2023/07/12
MP5の好敵手であったイタリアの傑作SMG「ベレッタ M12 短機関銃」を解説!【無可動実銃】
この1挺は戦うために作られてきた本物の銃だ。
数奇な運命に導かれ、今はこの日本という平和な地で静かに眠っている。
発射機構を排除され魂を抜かれても、その銃の魅力が廃れることはない。
時代と共に歩んだ歴史を、培われた技術体系を銃はその身を持って示してくれる。
その姿は銃に魅了された我々に新たなる知見をもたらすことだろう。
さあ、今回も無可動実銃のことを語ろう……。
ベレッタを飛躍させたSMG
イタリアを代表する銃器会社のベレッタは時代に合わせた銃器を製造することで厳しい経済状況を生き抜いてきたメーカーだ。第二次大戦後の近代化計画によって始まったSMG開発において、12番目の試作モデルとしてベレッタより設計された後に改良が施され、最終型がベレッタM12となった。
戦前のベレッタにて設計責任者であったトゥリオ・マレンゴーニから新たにドミニコ・サルツァに設計が引き継がれたことで、これまでにない新たなデザインとなったM12は、イタリア軍と法執行機関の両方で使用されただけでなく輸出もされた。同時期には多くの新型SMGの存在があったにもかかわらず、M12はその信頼性、使いやすさ、および低コストで高い人気を得た。
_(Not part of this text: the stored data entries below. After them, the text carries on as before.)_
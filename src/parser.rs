//! Line normalization and command classification.

use crate::error::{Result, VMError};
use crate::memory::Segment;

/// Largest value an A-instruction can load (15 bits).
pub const MAX_INDEX: u16 = 32767;

/// VM Command representation
#[derive(Debug, Clone, PartialEq, Eq)]
pub enum VMCommand {
    Arithmetic(ArithmeticOp),
    Push { segment: Segment, index: u16 },
    Pop { segment: Segment, index: u16 },
    /// Recognized but not translated.
    Return,
    /// Any two-token command (label, goto, if-goto). Recognized but not translated.
    Unsupported { command: String },
}

/// Arithmetic/Logical operations (9 total)
#[derive(Debug, Clone, Copy, PartialEq, Eq)]
pub enum ArithmeticOp {
    Add, // x + y
    Sub, // x - y
    Neg, // -x
    Eq,  // x == y
    Gt,  // x > y
    Lt,  // x < y
    And, // x & y
    Or,  // x | y
    Not, // !x
}

impl ArithmeticOp {
    pub fn from_name(s: &str) -> Option<Self> {
        match s {
            "add" => Some(ArithmeticOp::Add),
            "sub" => Some(ArithmeticOp::Sub),
            "neg" => Some(ArithmeticOp::Neg),
            "eq" => Some(ArithmeticOp::Eq),
            "gt" => Some(ArithmeticOp::Gt),
            "lt" => Some(ArithmeticOp::Lt),
            "and" => Some(ArithmeticOp::And),
            "or" => Some(ArithmeticOp::Or),
            "not" => Some(ArithmeticOp::Not),
            _ => None,
        }
    }

    /// Change in stack height caused by this operation.
    pub fn stack_effect(&self) -> isize {
        match self {
            ArithmeticOp::Neg | ArithmeticOp::Not => 0,
            _ => -1,
        }
    }
}

/// Strip comments and whitespace, dropping blank and comment-only lines.
pub fn clean_lines(source: &str) -> Vec<&str> {
    source
        .lines()
        .map(str::trim)
        .filter(|line| !line.is_empty() && !line.starts_with("//"))
        .map(|line| line.split("//").next().unwrap_or("").trim())
        .collect()
}

/// Classify one normalized line.
///
/// `line` is the 0-based index of the command in the normalized stream.
pub fn parse_command(text: &str, file: &str, line: usize) -> Result<VMCommand> {
    let tokens: Vec<&str> = text.split_whitespace().collect();

    match tokens.as_slice() {
        ["return"] => Ok(VMCommand::Return),
        [opcode] => ArithmeticOp::from_name(opcode)
            .map(VMCommand::Arithmetic)
            .ok_or_else(|| VMError::UnknownOpcode {
                file: file.to_string(),
                line,
                opcode: opcode.to_string(),
            }),
        [command, _] => Ok(VMCommand::Unsupported {
            command: command.to_string(),
        }),
        [command @ ("push" | "pop"), segment, index] => {
            let segment = Segment::from_name(segment).ok_or_else(|| VMError::InvalidSegment {
                file: file.to_string(),
                line,
                segment: segment.to_string(),
            })?;
            let index: u16 = index
                .parse::<u16>()
                .ok()
                .filter(|n| *n <= MAX_INDEX)
                .ok_or_else(|| VMError::InvalidIndex {
                    file: file.to_string(),
                    line,
                    value: index.to_string(),
                })?;

            if *command == "push" {
                Ok(VMCommand::Push { segment, index })
            } else {
                Ok(VMCommand::Pop { segment, index })
            }
        }
        _ => Err(VMError::InvalidCommand {
            file: file.to_string(),
            line,
            command: tokens.first().copied().unwrap_or_default().to_string(),
        }),
    }
}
ヨーロッパにおいてはMP5の唯一のライバルと目されるほどでベレッタの飛躍に大きく貢献している。またイタリア以外にもインドネシアやブラジルなどいくつかの国でライセンス生産されており、世界中で見ることができる。
ベレッタ M12 短機関銃(#E07186)
- 全長:645mm/418mm(ストック折り畳み時)
- 口径:9mm×19
- 装弾数:20/32/40発
- 価格:¥176,000
MP5の好敵手に選ばれたイタリアの星
M12が登場するまでイタリアのSMGはベルグマンスタイルのM38Aが主力であった。このM38Aは非常に信頼性が高く優れたSMGであったが製造コストの問題から変更する必要に迫られていた。
そこでイタリア軍では近代的なSMGの開発に着手し、結果としてベレッタM12を採用した。M12の内部機構はチェコのVz.23やイスラエルのUZIなどで成功していたL型ボルトを用いたオープンボルトのシンプルブローバック方式を採用している。これにより作動面の信頼性を確保したのだが最初期モデルでは操作性の確保と製造コストの問題が浮き彫りになっていた。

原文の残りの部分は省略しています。